> _Task_:
Your answer should consist of the lines in the data below that contain "minimal".

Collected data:
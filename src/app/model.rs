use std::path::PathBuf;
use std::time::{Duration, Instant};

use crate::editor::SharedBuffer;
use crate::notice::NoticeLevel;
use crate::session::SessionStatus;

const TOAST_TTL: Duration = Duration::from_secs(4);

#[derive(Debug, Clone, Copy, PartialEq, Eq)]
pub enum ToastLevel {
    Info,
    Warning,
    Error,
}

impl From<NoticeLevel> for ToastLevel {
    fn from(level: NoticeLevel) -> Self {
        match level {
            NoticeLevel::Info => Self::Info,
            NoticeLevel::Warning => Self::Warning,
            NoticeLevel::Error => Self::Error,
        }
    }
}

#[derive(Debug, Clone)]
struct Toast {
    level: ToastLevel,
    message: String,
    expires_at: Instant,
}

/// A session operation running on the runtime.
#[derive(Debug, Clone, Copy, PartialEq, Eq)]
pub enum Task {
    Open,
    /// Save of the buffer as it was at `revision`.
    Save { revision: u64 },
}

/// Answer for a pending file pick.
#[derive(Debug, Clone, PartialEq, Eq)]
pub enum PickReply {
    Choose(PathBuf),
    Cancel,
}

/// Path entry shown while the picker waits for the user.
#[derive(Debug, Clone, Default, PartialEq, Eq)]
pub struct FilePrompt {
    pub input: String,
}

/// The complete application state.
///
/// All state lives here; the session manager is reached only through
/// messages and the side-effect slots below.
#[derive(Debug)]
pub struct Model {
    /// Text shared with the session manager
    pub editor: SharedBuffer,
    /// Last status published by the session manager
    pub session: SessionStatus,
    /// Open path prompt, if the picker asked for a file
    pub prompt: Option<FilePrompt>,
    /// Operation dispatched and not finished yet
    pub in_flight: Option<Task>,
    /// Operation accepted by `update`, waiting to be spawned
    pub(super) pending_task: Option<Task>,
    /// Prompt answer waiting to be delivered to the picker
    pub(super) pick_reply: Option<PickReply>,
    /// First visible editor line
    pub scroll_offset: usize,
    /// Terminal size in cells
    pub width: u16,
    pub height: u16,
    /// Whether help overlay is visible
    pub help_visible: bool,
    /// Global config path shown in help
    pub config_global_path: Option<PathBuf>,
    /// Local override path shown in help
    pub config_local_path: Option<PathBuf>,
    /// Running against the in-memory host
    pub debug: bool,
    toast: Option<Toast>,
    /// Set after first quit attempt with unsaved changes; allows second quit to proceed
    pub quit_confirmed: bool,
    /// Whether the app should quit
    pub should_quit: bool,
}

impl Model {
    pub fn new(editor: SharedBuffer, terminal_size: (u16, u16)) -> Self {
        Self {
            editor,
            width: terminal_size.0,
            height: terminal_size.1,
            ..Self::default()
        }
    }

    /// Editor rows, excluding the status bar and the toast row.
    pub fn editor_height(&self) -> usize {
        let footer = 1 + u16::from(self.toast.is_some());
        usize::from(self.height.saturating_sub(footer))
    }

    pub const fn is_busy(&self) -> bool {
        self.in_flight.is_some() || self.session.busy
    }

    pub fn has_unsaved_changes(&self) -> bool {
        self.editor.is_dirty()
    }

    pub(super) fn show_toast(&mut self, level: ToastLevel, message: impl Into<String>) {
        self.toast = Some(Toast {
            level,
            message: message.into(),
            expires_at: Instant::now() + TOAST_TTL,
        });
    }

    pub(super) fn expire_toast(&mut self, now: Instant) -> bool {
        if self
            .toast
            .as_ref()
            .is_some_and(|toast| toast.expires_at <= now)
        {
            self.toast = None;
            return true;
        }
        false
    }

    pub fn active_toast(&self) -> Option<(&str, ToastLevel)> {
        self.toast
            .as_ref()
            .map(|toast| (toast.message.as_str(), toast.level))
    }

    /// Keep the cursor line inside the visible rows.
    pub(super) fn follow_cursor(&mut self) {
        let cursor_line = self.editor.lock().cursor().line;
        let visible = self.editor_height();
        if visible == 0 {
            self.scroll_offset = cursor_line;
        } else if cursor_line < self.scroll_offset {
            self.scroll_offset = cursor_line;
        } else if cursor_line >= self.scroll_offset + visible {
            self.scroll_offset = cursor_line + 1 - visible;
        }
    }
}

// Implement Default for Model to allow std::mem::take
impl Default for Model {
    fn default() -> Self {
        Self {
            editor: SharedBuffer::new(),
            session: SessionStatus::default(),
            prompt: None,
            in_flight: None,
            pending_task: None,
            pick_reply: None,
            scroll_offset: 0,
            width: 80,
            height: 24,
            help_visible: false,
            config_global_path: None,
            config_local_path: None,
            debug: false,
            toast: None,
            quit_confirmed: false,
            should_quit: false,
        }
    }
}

--

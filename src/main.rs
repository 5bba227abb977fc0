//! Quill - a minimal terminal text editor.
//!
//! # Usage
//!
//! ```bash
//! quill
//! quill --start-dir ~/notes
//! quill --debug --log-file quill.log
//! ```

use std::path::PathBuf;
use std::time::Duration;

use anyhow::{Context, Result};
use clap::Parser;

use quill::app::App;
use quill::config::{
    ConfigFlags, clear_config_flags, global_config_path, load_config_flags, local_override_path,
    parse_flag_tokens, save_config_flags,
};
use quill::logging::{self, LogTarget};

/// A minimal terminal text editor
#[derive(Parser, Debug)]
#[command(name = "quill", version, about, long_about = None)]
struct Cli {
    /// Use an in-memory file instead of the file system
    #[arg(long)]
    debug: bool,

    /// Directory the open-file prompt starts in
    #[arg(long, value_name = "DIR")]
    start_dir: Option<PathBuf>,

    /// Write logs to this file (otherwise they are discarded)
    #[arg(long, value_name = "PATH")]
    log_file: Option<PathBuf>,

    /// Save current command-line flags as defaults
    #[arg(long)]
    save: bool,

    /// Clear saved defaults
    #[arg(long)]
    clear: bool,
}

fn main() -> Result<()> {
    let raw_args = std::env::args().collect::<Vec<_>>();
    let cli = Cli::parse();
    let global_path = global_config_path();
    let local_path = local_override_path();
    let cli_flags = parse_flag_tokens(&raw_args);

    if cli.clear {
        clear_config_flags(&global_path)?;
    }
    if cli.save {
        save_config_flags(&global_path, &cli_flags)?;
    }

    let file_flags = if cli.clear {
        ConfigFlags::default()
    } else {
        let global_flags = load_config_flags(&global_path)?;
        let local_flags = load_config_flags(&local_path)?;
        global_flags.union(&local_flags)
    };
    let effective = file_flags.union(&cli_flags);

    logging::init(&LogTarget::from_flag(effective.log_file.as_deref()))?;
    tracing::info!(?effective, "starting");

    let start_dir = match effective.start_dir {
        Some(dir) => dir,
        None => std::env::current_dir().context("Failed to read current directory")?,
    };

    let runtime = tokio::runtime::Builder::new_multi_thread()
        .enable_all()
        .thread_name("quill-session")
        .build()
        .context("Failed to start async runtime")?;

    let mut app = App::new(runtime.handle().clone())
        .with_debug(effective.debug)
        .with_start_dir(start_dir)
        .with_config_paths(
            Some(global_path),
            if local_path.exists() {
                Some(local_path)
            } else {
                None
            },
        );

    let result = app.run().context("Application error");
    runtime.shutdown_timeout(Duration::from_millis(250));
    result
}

* * *

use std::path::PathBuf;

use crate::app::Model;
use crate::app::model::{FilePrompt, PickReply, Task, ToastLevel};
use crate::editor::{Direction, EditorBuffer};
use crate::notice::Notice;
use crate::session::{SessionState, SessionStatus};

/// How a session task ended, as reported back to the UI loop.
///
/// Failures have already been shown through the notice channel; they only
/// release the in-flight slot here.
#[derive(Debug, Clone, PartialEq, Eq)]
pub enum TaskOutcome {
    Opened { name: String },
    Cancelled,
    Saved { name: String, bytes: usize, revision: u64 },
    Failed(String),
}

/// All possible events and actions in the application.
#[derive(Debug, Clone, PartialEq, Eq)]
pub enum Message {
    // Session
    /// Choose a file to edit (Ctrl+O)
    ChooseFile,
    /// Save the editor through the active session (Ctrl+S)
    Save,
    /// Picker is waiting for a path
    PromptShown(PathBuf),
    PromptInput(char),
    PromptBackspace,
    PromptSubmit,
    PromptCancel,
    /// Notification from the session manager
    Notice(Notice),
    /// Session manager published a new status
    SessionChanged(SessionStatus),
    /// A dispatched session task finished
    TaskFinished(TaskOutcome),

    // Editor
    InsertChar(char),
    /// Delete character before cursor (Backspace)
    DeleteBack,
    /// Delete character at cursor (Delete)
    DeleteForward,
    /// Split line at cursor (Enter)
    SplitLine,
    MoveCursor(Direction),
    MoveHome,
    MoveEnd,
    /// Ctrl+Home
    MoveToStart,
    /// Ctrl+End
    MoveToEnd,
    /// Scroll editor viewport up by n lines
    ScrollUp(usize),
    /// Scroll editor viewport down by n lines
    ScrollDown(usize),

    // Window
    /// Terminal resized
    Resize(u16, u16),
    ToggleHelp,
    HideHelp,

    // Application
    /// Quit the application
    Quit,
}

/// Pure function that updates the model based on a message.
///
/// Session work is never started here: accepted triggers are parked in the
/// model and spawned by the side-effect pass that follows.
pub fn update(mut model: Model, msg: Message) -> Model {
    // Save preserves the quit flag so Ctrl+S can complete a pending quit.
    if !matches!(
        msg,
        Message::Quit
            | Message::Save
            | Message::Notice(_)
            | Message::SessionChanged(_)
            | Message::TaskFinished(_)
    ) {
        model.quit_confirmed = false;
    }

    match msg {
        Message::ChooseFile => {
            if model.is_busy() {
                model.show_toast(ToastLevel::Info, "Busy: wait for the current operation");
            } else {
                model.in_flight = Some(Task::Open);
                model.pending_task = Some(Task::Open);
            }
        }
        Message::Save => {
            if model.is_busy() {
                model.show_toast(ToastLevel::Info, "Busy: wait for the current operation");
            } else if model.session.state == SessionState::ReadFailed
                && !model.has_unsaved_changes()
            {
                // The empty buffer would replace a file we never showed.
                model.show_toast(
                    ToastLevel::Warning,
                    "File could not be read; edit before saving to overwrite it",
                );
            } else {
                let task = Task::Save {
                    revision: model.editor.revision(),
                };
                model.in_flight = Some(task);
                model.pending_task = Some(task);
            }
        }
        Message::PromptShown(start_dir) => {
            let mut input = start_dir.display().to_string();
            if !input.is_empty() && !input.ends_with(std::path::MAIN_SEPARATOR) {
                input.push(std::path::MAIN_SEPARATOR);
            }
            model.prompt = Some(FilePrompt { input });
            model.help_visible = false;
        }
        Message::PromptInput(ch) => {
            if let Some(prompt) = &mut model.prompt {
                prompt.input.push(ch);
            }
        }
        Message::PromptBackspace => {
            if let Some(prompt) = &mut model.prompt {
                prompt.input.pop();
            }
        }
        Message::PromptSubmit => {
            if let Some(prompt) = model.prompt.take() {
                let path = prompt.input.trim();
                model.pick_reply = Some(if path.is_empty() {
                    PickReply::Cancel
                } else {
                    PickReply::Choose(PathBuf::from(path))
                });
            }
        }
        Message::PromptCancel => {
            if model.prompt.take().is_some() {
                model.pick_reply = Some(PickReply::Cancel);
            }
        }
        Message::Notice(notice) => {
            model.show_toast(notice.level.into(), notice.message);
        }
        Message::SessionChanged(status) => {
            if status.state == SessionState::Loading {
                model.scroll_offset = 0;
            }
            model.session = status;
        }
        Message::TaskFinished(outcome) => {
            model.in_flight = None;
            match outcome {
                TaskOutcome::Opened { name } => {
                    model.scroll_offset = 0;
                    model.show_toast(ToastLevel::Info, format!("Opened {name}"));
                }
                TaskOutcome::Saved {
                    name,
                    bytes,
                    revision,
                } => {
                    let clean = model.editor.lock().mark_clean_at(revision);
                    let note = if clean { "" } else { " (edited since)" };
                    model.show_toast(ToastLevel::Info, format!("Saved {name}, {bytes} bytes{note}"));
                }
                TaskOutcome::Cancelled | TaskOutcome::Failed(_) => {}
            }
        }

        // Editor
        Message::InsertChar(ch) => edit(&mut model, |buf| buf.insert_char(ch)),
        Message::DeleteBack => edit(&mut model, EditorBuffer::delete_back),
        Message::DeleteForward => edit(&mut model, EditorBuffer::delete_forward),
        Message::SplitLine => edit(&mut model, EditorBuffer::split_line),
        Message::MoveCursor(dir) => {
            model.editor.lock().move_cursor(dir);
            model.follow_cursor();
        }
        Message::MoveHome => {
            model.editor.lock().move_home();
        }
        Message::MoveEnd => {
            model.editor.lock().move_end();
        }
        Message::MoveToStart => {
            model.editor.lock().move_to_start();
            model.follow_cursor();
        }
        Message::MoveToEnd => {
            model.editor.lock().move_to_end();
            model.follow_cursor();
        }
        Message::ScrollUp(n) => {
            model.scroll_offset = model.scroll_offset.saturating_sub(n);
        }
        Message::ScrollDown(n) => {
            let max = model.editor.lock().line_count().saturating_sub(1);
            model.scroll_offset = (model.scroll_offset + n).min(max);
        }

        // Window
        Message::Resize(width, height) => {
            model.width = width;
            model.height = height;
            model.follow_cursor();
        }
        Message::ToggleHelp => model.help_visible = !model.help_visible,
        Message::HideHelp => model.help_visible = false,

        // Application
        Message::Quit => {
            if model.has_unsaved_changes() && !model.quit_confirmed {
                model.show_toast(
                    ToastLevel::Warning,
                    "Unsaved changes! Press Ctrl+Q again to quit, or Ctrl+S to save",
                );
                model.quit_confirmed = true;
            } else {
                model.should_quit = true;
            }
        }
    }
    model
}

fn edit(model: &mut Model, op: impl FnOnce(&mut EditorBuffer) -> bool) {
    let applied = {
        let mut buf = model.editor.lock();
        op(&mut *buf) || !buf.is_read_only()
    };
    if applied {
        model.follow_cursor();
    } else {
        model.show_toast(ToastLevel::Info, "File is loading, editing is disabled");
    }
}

> _Answer section_:
//! Quill - a minimal terminal text editor.
/// A minimal terminal text editor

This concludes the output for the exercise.